## [Exercise instructions]
Write out the records below once more, exactly as they stand.

## [Collection entries]
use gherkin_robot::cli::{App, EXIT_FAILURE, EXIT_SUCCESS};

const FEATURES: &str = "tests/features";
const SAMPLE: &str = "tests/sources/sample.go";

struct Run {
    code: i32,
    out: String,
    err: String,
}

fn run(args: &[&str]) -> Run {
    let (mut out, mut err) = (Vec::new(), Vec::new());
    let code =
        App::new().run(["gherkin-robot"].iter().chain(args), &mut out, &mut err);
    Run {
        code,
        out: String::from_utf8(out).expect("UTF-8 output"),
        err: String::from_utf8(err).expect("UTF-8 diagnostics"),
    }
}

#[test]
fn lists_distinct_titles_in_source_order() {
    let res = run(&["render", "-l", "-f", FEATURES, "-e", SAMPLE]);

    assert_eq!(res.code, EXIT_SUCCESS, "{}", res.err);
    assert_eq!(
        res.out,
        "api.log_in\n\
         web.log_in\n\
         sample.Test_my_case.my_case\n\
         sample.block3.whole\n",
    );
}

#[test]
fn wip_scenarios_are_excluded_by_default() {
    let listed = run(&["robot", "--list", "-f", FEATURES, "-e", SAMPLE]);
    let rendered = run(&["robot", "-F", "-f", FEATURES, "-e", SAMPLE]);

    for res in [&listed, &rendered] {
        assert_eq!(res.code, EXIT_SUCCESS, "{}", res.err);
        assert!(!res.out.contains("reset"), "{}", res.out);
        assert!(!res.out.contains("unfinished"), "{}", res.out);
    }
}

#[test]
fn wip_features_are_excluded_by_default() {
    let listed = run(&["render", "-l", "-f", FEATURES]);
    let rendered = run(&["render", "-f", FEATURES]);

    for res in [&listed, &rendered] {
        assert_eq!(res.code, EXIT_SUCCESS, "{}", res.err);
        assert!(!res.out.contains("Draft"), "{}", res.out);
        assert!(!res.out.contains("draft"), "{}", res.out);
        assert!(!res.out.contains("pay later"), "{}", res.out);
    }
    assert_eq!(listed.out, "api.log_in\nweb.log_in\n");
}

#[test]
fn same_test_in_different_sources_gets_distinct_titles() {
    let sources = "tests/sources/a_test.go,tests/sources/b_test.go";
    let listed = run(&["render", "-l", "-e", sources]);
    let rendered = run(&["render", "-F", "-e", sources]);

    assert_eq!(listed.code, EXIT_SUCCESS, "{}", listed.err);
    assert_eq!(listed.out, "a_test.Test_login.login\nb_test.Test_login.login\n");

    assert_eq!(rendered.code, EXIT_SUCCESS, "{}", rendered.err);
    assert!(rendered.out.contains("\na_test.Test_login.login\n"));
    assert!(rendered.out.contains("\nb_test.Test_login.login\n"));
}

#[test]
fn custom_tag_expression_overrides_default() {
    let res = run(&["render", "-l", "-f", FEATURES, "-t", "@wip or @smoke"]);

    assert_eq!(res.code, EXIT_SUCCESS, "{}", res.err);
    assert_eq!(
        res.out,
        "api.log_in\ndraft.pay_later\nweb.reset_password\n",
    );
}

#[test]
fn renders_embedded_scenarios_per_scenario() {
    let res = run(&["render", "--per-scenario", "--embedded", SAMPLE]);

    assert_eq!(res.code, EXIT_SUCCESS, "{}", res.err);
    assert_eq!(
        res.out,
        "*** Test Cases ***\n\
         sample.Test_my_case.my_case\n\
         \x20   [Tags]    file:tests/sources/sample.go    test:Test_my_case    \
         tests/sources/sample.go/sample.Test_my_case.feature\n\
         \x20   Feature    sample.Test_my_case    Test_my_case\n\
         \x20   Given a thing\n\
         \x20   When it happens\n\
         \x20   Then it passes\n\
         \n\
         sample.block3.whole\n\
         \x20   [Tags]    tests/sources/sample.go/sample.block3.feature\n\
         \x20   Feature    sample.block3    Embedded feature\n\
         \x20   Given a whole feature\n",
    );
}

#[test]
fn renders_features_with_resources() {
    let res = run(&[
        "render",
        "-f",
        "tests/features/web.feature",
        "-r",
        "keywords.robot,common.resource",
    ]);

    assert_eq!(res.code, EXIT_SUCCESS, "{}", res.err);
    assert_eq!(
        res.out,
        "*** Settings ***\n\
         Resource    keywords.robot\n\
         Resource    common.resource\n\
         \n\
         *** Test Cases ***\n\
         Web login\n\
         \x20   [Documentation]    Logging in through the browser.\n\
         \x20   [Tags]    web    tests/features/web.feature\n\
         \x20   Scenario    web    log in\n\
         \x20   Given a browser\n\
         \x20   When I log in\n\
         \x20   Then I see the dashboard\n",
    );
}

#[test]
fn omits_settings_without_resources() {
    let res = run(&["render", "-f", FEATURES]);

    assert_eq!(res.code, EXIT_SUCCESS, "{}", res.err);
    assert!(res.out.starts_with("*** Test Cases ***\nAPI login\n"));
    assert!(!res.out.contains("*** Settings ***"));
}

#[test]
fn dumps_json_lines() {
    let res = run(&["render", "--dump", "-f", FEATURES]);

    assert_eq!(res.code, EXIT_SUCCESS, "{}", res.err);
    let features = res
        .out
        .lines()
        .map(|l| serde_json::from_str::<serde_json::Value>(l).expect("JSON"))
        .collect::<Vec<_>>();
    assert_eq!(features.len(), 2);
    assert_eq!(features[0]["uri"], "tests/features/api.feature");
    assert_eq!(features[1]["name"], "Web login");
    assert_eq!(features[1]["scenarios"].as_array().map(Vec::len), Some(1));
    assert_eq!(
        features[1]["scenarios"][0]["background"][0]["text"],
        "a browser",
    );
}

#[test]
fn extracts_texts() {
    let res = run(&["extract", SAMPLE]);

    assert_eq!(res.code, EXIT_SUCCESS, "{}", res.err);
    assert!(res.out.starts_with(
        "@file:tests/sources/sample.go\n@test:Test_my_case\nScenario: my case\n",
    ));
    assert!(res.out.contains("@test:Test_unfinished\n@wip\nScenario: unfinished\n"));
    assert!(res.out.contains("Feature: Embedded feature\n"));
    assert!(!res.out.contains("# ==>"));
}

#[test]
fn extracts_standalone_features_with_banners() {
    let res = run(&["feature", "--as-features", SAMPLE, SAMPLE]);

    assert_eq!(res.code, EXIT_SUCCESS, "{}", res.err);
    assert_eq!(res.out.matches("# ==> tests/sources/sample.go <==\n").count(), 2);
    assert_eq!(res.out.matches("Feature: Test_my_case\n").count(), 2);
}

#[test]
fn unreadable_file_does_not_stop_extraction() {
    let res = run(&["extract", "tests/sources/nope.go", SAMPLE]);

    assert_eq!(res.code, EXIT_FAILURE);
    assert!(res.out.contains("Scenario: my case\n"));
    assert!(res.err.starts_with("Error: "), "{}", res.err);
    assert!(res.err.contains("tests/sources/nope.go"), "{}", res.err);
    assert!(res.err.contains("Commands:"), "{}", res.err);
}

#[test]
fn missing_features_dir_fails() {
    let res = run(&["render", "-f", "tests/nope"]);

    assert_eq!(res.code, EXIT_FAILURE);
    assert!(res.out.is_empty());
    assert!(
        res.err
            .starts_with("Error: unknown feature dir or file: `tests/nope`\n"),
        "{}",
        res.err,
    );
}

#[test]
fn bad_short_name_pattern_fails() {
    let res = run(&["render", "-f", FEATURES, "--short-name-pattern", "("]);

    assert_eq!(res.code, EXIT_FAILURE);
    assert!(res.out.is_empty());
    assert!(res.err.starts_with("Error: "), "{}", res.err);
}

## [Solution]
use gherkin_robot::cli::{App, EXIT_FAILURE, EXIT_SUCCESS};

const FEATURES: &str = "tests/features";
const SAMPLE: &str = "tests/sources/sample.go";

struct Run {
    code: i32,
    out: String,
    err: String,
}

fn run(args: &[&str]) -> Run {
    let (mut out, mut err) = (Vec::new(), Vec::new());
    let code =
        App::new().run(["gherkin-robot"].iter().chain(args), &mut out, &mut err);
    Run {
        code,
        out: String::from_utf8(out).expect("UTF-8 output"),
        err: String::from_utf8(err).expect("UTF-8 diagnostics"),
    }
}

#[test]
fn lists_distinct_titles_in_source_order() {
    let res = run(&["render", "-l", "-f", FEATURES, "-e", SAMPLE]);

    assert_eq!(res.code, EXIT_SUCCESS, "{}", res.err);
    assert_eq!(
        res.out,
        "api.log_in\n\
         web.log_in\n\
         sample.Test_my_case.my_case\n\
         sample.block3.whole\n",
    );
}

#[test]
fn wip_scenarios_are_excluded_by_default() {
    let listed = run(&["robot", "--list", "-f", FEATURES, "-e", SAMPLE]);
    let rendered = run(&["robot", "-F", "-f", FEATURES, "-e", SAMPLE]);

    for res in [&listed, &rendered] {
        assert_eq!(res.code, EXIT_SUCCESS, "{}", res.err);
        assert!(!res.out.contains("reset"), "{}", res.out);
        assert!(!res.out.contains("unfinished"), "{}", res.out);
    }
}

#[test]
fn wip_features_are_excluded_by_default() {
    let listed = run(&["render", "-l", "-f", FEATURES]);
    let rendered = run(&["render", "-f", FEATURES]);

    for res in [&listed, &rendered] {
        assert_eq!(res.code, EXIT_SUCCESS, "{}", res.err);
        assert!(!res.out.contains("Draft"), "{}", res.out);
        assert!(!res.out.contains("draft"), "{}", res.out);
        assert!(!res.out.contains("pay later"), "{}", res.out);
    }
    assert_eq!(listed.out, "api.log_in\nweb.log_in\n");
}

#[test]
fn same_test_in_different_sources_gets_distinct_titles() {
    let sources = "tests/sources/a_test.go,tests/sources/b_test.go";
    let listed = run(&["render", "-l", "-e", sources]);
    let rendered = run(&["render", "-F", "-e", sources]);

    assert_eq!(listed.code, EXIT_SUCCESS, "{}", listed.err);
    assert_eq!(listed.out, "a_test.Test_login.login\nb_test.Test_login.login\n");

    assert_eq!(rendered.code, EXIT_SUCCESS, "{}", rendered.err);
    assert!(rendered.out.contains("\na_test.Test_login.login\n"));
    assert!(rendered.out.contains("\nb_test.Test_login.login\n"));
}

#[test]
fn custom_tag_expression_overrides_default() {
    let res = run(&["render", "-l", "-f", FEATURES, "-t", "@wip or @smoke"]);

    assert_eq!(res.code, EXIT_SUCCESS, "{}", res.err);
    assert_eq!(
        res.out,
        "api.log_in\ndraft.pay_later\nweb.reset_password\n",
    );
}

#[test]
fn renders_embedded_scenarios_per_scenario() {
    let res = run(&["render", "--per-scenario", "--embedded", SAMPLE]);

    assert_eq!(res.code, EXIT_SUCCESS, "{}", res.err);
    assert_eq!(
        res.out,
        "*** Test Cases ***\n\
         sample.Test_my_case.my_case\n\
         \x20   [Tags]    file:tests/sources/sample.go    test:Test_my_case    \
         tests/sources/sample.go/sample.Test_my_case.feature\n\
         \x20   Feature    sample.Test_my_case    Test_my_case\n\
         \x20   Given a thing\n\
         \x20   When it happens\n\
         \x20   Then it passes\n\
         \n\
         sample.block3.whole\n\
         \x20   [Tags]    tests/sources/sample.go/sample.block3.feature\n\
         \x20   Feature    sample.block3    Embedded feature\n\
         \x20   Given a whole feature\n",
    );
}

#[test]
fn renders_features_with_resources() {
    let res = run(&[
        "render",
        "-f",
        "tests/features/web.feature",
        "-r",
        "keywords.robot,common.resource",
    ]);

    assert_eq!(res.code, EXIT_SUCCESS, "{}", res.err);
    assert_eq!(
        res.out,
        "*** Settings ***\n\
         Resource    keywords.robot\n\
         Resource    common.resource\n\
         \n\
         *** Test Cases ***\n\
         Web login\n\
         \x20   [Documentation]    Logging in through the browser.\n\
         \x20   [Tags]    web    tests/features/web.feature\n\
         \x20   Scenario    web    log in\n\
         \x20   Given a browser\n\
         \x20   When I log in\n\
         \x20   Then I see the dashboard\n",
    );
}

#[test]
fn omits_settings_without_resources() {
    let res = run(&["render", "-f", FEATURES]);

    assert_eq!(res.code, EXIT_SUCCESS, "{}", res.err);
    assert!(res.out.starts_with("*** Test Cases ***\nAPI login\n"));
    assert!(!res.out.contains("*** Settings ***"));
}

#[test]
fn dumps_json_lines() {
    let res = run(&["render", "--dump", "-f", FEATURES]);

    assert_eq!(res.code, EXIT_SUCCESS, "{}", res.err);
    let features = res
        .out
        .lines()
        .map(|l| serde_json::from_str::<serde_json::Value>(l).expect("JSON"))
        .collect::<Vec<_>>();
    assert_eq!(features.len(), 2);
    assert_eq!(features[0]["uri"], "tests/features/api.feature");
    assert_eq!(features[1]["name"], "Web login");
    assert_eq!(features[1]["scenarios"].as_array().map(Vec::len), Some(1));
    assert_eq!(
        features[1]["scenarios"][0]["background"][0]["text"],
        "a browser",
    );
}

#[test]
fn extracts_texts() {
    let res = run(&["extract", SAMPLE]);

    assert_eq!(res.code, EXIT_SUCCESS, "{}", res.err);
    assert!(res.out.starts_with(
        "@file:tests/sources/sample.go\n@test:Test_my_case\nScenario: my case\n",
    ));
    assert!(res.out.contains("@test:Test_unfinished\n@wip\nScenario: unfinished\n"));
    assert!(res.out.contains("Feature: Embedded feature\n"));
    assert!(!res.out.contains("# ==>"));
}

#[test]
fn extracts_standalone_features_with_banners() {
    let res = run(&["feature", "--as-features", SAMPLE, SAMPLE]);

    assert_eq!(res.code, EXIT_SUCCESS, "{}", res.err);
    assert_eq!(res.out.matches("# ==> tests/sources/sample.go <==\n").count(), 2);
    assert_eq!(res.out.matches("Feature: Test_my_case\n").count(), 2);
}

#[test]
fn unreadable_file_does_not_stop_extraction() {
    let res = run(&["extract", "tests/sources/nope.go", SAMPLE]);

    assert_eq!(res.code, EXIT_FAILURE);
    assert!(res.out.contains("Scenario: my case\n"));
    assert!(res.err.starts_with("Error: "), "{}", res.err);
    assert!(res.err.contains("tests/sources/nope.go"), "{}", res.err);
    assert!(res.err.contains("Commands:"), "{}", res.err);
}

#[test]
fn missing_features_dir_fails() {
    let res = run(&["render", "-f", "tests/nope"]);

    assert_eq!(res.code, EXIT_FAILURE);
    assert!(res.out.is_empty());
    assert!(
        res.err
            .starts_with("Error: unknown feature dir or file: `tests/nope`\n"),
        "{}",
        res.err,
    );
}

#[test]
fn bad_short_name_pattern_fails() {
    let res = run(&["render", "-f", FEATURES, "--short-name-pattern", "("]);

    assert_eq!(res.code, EXIT_FAILURE);
    assert!(res.out.is_empty());
    assert!(res.err.starts_with("Error: "), "{}", res.err);
}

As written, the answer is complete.